Whipping cream can work, it just has a lower fat content. Lower fat content means more lactose (the natural sugar in milk and milk products) which may make ketosis more difficult. Half-and-half has even lower fat and more lactose. For that reason, we typically don’t recommend. If you are using Keto Chow simply for a meal (and not as part of a ketogenic lifestyle), and whipping crem or half-and-half works for you, that’s great!

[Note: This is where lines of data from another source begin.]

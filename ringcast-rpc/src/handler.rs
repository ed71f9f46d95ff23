use std::collections::BTreeMap;
use std::marker::PhantomData;
use std::net::SocketAddr;
use std::sync::Arc;

use async_trait::async_trait;
use serde::de::DeserializeOwned;
use serde::Serialize;

use crate::codec::Codec;
use crate::net::Status;
use crate::request::Request;

/// A registry system used for linking a service's message handlers
/// with the RPC system at runtime.
///
/// Each handler is registered under its method name, which is what travels
/// on the wire. Not registering a handler will cause calls to its method to
/// be answered with an unknown-method error.
pub struct ServiceRegistry<Svc> {
    handlers: BTreeMap<String, Arc<dyn OpaqueMessageHandler>>,
    service: Arc<Svc>,
}

impl<Svc> ServiceRegistry<Svc>
where
    Svc: RpcService + Send + Sync + 'static,
{
    pub(crate) fn new(service: Svc) -> Self {
        Self {
            handlers: BTreeMap::new(),
            service: Arc::new(service),
        }
    }

    /// Consumes the registry into the produced handlers.
    pub(crate) fn into_handlers(self) -> BTreeMap<String, Arc<dyn OpaqueMessageHandler>> {
        self.handlers
    }

    /// Adds a new handler to the registry.
    ///
    /// This is done in the form of specifying what message types are handled
    /// by the service via the generic.
    pub fn add_handler<Msg>(&mut self)
    where
        Msg: DeserializeOwned + Send + Sync + 'static,
        Svc: Handler<Msg>,
    {
        let phantom = PhantomHandler {
            handler: self.service.clone(),
            _msg: PhantomData::<Msg>::default(),
        };

        self.handlers.insert(
            <Svc as Handler<Msg>>::method().to_string(),
            Arc::new(phantom),
        );
    }
}

/// A standard RPC service that handles messages.
pub trait RpcService: Sized {
    /// Register all message handlers for this service with the registry.
    ///
    /// See [ServiceRegistry] for more information.
    fn register_handlers(registry: &mut ServiceRegistry<Self>);
}

#[async_trait]
/// A generic RPC message handler.
pub trait Handler<Msg>: RpcService
where
    Msg: DeserializeOwned + Send + 'static,
{
    type Reply: Serialize + Send;

    /// The method name the handler is registered under.
    fn method() -> &'static str {
        std::any::type_name::<Msg>()
    }

    /// Process a message.
    async fn on_message(&self, msg: Request<Msg>) -> Result<Self::Reply, Status>;
}

#[async_trait]
pub(crate) trait OpaqueMessageHandler: Send + Sync {
    async fn try_handle(
        &self,
        remote_addr: SocketAddr,
        codec: Codec,
        data: Vec<u8>,
    ) -> Result<Vec<u8>, Status>;
}

struct PhantomHandler<H, Msg>
where
    H: Send + Sync + 'static,
    Msg: Send + Sync + 'static,
{
    handler: Arc<H>,
    _msg: PhantomData<Msg>,
}

#[async_trait]
impl<H, Msg> OpaqueMessageHandler for PhantomHandler<H, Msg>
where
    Msg: DeserializeOwned + Send + Sync + 'static,
    H: Handler<Msg> + Send + Sync + 'static,
{
    async fn try_handle(
        &self,
        remote_addr: SocketAddr,
        codec: Codec,
        data: Vec<u8>,
    ) -> Result<Vec<u8>, Status> {
        let msg = codec.decode::<Msg>(&data).map_err(Status::invalid)?;
        let reply = self.handler.on_message(Request::new(remote_addr, msg)).await?;
        codec.encode(&reply).map_err(Status::internal)
    }
}
//! # Ringcast
//! Tooling for spreading ingested metric samples across a fleet of stateless workers.
//!
//! This is a convenience package which includes all of the sub-projects within
//! Ringcast:
//!
//! ### Features
//! - `ringcast_ring` - A consistent hash ring and the membership controller which rebuilds it.
//! - `ringcast_rpc` - A length-prefixed TCP RPC framework with pooled, multi-endpoint clients.
//! - `ringcast_dispatch` - The batch dispatcher, sync-record store and ingest/judge services.

#[cfg(feature = "ringcast-dispatch")]
pub use ringcast_dispatch as dispatch;
#[cfg(feature = "ringcast-ring")]
pub use ringcast_ring as ring;
#[cfg(feature = "ringcast-rpc")]
pub use ringcast_rpc as rpc;
use std::sync::Arc;

use crate::error::RingError;
use crate::ring::{HashRing, NodeId, RingState};

/// Decides which alert rules a judge should pull for itself.
///
/// Every judge builds the same ring from the same member set, so each rule
/// key is owned by exactly one of them without any coordination.
pub struct RuleAssignment {
    me: NodeId,
    ring: Arc<HashRing>,
}

impl RuleAssignment {
    /// Create a new assignment for the local node `me`.
    pub fn new(me: impl Into<NodeId>, ring: Arc<HashRing>) -> Self {
        Self {
            me: me.into(),
            ring,
        }
    }

    #[inline]
    /// The local node id.
    pub fn me(&self) -> &str {
        &self.me
    }

    /// Returns if the local node owns the given rule.
    pub fn is_owner(&self, rule_key: impl AsRef<[u8]>) -> Result<bool, RingError> {
        let owner = self.ring.get(rule_key)?;
        Ok(owner == self.me)
    }

    /// Filters the rule keys down to those owned by the local node.
    pub fn owned<K, I>(&self, rule_keys: I) -> Result<Vec<K>, RingError>
    where
        K: AsRef<[u8]>,
        I: IntoIterator<Item = K>,
    {
        Self::owned_by(&self.ring.snapshot(), &self.me, rule_keys)
    }

    /// Filters the rule keys down to those owned by `me` in the given ring.
    ///
    /// All keys are resolved against the same ring state.
    pub fn owned_by<K, I>(
        ring: &RingState,
        me: &str,
        rule_keys: I,
    ) -> Result<Vec<K>, RingError>
    where
        K: AsRef<[u8]>,
        I: IntoIterator<Item = K>,
    {
        let mut owned = Vec::new();
        for key in rule_keys {
            if &*ring.get(key.as_ref())? == me {
                owned.push(key);
            }
        }
        Ok(owned)
    }
}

Here are the calories and carbohydrate content for a 15ml/1 tablespoon “serving”:
fat % | calories | carbs | carbs/400 calories | |
---|---|---|---|---|
Skim Milk | 0.08 | 5 | 0.76 | 58.35 |
2% Milk | 1.98 | 8 | 0.73 | 38.40 |
Whole Milk | 3.25 | 9 | 0.72 | 31.47 |
Half-and-half | 11.5 | 20 | 0.65 | 13.13 |
Light/Table cream | 19.1 | 29 | 0.55 | 7.51 |
Whipping cream | 30.9 | 44 | 0.44 | 4.05 |
Heavy whipping cream | 36.1 | 51 | 0.43 | 3.34 |
Darigold “Classic 40“ | 40.0 | 60 | 0.40 | 2.67 |
Butter | 81.1 | 102 | 0.01 | 0.03 |
Interestingly enough, all of the creams have less than 1g of carbs per “serving” so the package will say “0g total carbs” – even though the half-and-half has nearly 4x as many carbs per calorie compared to heavy cream. You have to muck around the USDA food database to get accurate nutrition information.